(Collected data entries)
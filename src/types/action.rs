//! Operator actions and the commands they map to

use serde::{Deserialize, Serialize};

use crate::types::{Channel, ScorekeepingLight, ShowLight};

/// Command an observer can issue against the authority
#[derive(Debug, Clone, Copy, PartialEq, Eq, Hash, Serialize, Deserialize)]
#[serde(rename_all = "snake_case")]
pub enum Action {
    PotentialCard,
    ScoresReady,
    ShowGo,
    Halt,
    Clear,
}

/// What an action does to the store
#[derive(Debug, Clone, Copy, PartialEq, Eq)]
pub enum Transition {
    Clear,
    Scorekeeping(ScorekeepingLight),
    Show(ShowLight),
}

impl Action {
    /// Actions protected by a cooldown
    pub const GUARDED: [Action; 4] = [
        Action::PotentialCard,
        Action::ScoresReady,
        Action::ShowGo,
        Action::Halt,
    ];

    /// Command endpoint on the authority
    pub fn path(&self) -> &'static str {
        match self {
            Action::PotentialCard => "/api/scorekeeper/potential_card",
            Action::ScoresReady => "/api/scorekeeper/scores_ready",
            Action::ShowGo => "/api/scorekeeper/show_go",
            Action::Halt => "/api/scorekeeper/show_halt",
            Action::Clear => "/api/scorekeeper/clear",
        }
    }

    /// Channel the action writes (Clear writes both)
    pub fn channel(&self) -> Option<Channel> {
        match self {
            Action::PotentialCard | Action::ScoresReady => Some(Channel::Scorekeeping),
            Action::ShowGo | Action::Halt => Some(Channel::Show),
            Action::Clear => None,
        }
    }

    pub fn is_guarded(&self) -> bool {
        *self != Action::Clear
    }

    pub fn transition(&self) -> Transition {
        match self {
            Action::PotentialCard => Transition::Scorekeeping(ScorekeepingLight::PotentialCard),
            Action::ScoresReady => Transition::Scorekeeping(ScorekeepingLight::ScoresReady),
            Action::ShowGo => Transition::Show(ShowLight::ShowClear),
            Action::Halt => Transition::Show(ShowLight::Halt),
            Action::Clear => Transition::Clear,
        }
    }

    /// Parse an operator keyword typed at the observer prompt
    pub fn from_keyword(word: &str) -> Option<Action> {
        match word.trim().to_ascii_lowercase().as_str() {
            "card" | "potential_card" => Some(Action::PotentialCard),
            "scores" | "scores_ready" => Some(Action::ScoresReady),
            "go" | "show_go" => Some(Action::ShowGo),
            "halt" | "show_halt" => Some(Action::Halt),
            "clear" => Some(Action::Clear),
            _ => None,
        }
    }
}

impl std::fmt::Display for Action {
    fn fmt(&self, f: &mut std::fmt::Formatter<'_>) -> std::fmt::Result {
        let name = match self {
            Action::PotentialCard => "potential card",
            Action::ScoresReady => "scores ready",
            Action::ShowGo => "show go",
            Action::Halt => "halt",
            Action::Clear => "clear",
        };
        write!(f, "{}", name)
    }
}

* [Required action]: Only a number should be returned: the count of lines above that include "Deserialize".

* [Reply]: 2